DATA FOR THIS TASK:
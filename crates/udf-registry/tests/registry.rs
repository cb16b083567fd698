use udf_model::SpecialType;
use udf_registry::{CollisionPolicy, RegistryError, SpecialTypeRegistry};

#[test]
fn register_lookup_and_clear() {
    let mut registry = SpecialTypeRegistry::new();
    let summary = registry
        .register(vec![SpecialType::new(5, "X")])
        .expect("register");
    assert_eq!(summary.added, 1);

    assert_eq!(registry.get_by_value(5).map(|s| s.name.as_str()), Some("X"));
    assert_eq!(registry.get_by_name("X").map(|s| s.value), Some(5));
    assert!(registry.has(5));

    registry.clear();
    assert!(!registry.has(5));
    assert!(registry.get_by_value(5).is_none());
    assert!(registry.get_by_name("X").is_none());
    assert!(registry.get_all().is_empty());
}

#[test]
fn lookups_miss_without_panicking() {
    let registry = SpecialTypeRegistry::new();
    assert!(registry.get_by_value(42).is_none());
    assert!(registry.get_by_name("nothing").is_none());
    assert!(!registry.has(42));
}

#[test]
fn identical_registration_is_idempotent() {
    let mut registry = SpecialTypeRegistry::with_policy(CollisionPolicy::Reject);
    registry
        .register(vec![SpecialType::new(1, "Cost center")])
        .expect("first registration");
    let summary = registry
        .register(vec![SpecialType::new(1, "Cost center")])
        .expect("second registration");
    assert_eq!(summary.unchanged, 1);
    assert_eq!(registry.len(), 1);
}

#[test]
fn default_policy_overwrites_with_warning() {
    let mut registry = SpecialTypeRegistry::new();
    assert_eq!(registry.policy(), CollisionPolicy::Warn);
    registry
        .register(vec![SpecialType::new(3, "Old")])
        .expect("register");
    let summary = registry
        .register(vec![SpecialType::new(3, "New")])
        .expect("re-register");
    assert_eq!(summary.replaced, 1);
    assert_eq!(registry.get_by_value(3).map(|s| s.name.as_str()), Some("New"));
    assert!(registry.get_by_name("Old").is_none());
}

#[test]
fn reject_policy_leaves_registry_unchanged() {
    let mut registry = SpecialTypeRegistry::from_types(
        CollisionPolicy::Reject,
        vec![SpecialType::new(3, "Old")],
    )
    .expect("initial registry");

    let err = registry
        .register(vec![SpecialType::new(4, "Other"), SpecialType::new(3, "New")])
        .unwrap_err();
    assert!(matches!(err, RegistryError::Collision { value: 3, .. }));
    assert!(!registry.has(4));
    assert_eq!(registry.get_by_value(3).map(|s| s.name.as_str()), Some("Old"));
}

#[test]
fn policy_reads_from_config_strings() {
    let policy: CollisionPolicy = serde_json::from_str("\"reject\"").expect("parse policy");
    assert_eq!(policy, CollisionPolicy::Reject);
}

--

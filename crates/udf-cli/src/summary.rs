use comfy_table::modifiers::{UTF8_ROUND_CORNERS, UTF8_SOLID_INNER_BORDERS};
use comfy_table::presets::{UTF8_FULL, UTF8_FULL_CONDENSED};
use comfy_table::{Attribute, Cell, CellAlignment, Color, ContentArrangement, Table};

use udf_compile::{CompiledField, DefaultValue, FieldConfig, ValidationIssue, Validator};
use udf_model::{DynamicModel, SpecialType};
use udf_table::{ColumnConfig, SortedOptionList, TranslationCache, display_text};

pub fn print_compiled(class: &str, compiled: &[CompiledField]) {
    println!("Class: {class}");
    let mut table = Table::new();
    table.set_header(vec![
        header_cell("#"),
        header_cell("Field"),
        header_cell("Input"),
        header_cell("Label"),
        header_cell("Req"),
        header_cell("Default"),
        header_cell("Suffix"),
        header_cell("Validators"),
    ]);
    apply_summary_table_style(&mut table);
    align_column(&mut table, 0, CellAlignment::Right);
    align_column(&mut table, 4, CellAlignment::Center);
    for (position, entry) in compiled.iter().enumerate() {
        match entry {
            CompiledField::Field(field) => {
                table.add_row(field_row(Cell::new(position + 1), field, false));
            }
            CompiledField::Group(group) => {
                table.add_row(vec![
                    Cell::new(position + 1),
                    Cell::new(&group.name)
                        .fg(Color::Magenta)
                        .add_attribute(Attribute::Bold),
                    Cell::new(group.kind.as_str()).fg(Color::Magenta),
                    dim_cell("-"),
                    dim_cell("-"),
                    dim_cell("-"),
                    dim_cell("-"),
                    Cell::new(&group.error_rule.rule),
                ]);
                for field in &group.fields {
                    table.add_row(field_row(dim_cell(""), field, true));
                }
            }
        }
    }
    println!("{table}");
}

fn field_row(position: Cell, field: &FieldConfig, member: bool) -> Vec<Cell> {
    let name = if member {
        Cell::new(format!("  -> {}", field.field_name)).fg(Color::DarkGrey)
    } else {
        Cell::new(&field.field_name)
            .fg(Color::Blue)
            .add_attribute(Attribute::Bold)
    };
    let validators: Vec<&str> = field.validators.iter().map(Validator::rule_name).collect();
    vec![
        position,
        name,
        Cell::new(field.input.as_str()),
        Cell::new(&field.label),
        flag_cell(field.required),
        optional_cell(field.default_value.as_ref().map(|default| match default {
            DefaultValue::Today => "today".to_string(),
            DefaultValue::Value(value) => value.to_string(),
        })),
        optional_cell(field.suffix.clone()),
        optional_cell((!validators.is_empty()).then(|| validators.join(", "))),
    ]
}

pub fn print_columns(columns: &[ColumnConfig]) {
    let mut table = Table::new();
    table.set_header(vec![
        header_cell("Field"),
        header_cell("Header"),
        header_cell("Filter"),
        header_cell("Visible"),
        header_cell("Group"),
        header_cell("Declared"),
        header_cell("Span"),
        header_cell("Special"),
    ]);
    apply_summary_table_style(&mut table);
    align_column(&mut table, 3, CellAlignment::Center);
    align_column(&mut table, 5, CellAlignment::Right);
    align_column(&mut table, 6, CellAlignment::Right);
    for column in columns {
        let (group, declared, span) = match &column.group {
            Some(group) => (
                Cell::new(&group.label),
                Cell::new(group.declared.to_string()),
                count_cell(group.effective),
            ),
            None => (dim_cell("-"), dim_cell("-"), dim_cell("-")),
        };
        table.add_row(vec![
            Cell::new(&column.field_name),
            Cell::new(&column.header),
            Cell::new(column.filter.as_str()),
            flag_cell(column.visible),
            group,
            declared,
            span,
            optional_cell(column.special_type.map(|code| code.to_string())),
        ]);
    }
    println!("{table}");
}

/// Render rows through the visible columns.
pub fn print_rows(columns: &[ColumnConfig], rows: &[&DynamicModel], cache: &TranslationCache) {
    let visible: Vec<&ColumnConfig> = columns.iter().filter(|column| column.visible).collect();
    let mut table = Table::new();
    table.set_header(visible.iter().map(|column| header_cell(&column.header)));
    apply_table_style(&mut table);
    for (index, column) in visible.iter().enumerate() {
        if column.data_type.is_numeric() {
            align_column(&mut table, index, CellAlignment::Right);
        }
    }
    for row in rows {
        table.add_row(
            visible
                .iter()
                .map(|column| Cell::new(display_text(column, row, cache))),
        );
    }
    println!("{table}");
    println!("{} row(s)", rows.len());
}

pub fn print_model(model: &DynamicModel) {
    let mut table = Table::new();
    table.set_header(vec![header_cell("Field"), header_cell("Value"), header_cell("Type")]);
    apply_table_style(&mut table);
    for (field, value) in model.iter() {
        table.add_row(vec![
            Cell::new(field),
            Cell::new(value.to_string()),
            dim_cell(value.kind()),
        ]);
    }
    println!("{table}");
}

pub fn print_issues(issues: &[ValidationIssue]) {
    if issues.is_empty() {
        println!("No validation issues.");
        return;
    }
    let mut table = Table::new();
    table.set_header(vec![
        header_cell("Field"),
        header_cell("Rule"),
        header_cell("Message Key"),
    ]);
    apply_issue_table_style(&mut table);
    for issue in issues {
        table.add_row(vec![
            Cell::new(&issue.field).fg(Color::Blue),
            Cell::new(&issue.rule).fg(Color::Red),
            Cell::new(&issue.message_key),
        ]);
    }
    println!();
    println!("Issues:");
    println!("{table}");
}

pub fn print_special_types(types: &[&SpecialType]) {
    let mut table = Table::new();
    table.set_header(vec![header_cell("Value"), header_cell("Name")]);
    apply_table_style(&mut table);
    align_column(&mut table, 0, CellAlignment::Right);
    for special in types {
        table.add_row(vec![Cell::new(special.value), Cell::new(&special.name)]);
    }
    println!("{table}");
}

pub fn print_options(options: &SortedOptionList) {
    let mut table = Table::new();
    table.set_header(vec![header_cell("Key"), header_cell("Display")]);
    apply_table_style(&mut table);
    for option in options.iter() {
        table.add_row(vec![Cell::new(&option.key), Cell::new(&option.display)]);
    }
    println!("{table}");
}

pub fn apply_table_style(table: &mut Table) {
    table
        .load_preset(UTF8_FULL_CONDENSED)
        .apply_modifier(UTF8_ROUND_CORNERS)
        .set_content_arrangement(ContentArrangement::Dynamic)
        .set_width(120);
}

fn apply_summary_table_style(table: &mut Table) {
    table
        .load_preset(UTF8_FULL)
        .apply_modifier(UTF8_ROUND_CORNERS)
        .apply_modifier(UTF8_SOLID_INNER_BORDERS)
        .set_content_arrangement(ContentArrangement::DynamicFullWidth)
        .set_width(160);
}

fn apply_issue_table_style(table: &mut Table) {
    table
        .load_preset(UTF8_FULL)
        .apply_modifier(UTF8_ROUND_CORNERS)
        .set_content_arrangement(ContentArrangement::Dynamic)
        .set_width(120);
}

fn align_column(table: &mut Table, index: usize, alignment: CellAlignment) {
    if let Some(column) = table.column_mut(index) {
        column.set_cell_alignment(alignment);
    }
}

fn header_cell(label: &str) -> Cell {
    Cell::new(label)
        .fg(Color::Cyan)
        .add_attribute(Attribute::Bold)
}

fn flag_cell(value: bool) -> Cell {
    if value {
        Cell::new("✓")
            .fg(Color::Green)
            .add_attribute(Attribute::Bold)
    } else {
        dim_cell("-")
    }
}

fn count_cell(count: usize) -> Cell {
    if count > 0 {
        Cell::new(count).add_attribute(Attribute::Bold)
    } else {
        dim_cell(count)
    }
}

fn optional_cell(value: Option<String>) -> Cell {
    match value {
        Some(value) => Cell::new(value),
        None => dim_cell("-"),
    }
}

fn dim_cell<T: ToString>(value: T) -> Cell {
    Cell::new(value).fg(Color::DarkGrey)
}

EXERCISE DETAILS: Pull every line that holds the string "index" out of the records.

RESULT FOR THIS TASK:
    for (index, column) in visible.iter().enumerate() {
            align_column(&mut table, index, CellAlignment::Right);
fn align_column(table: &mut Table, index: usize, alignment: CellAlignment) {
    if let Some(column) = table.column_mut(index) {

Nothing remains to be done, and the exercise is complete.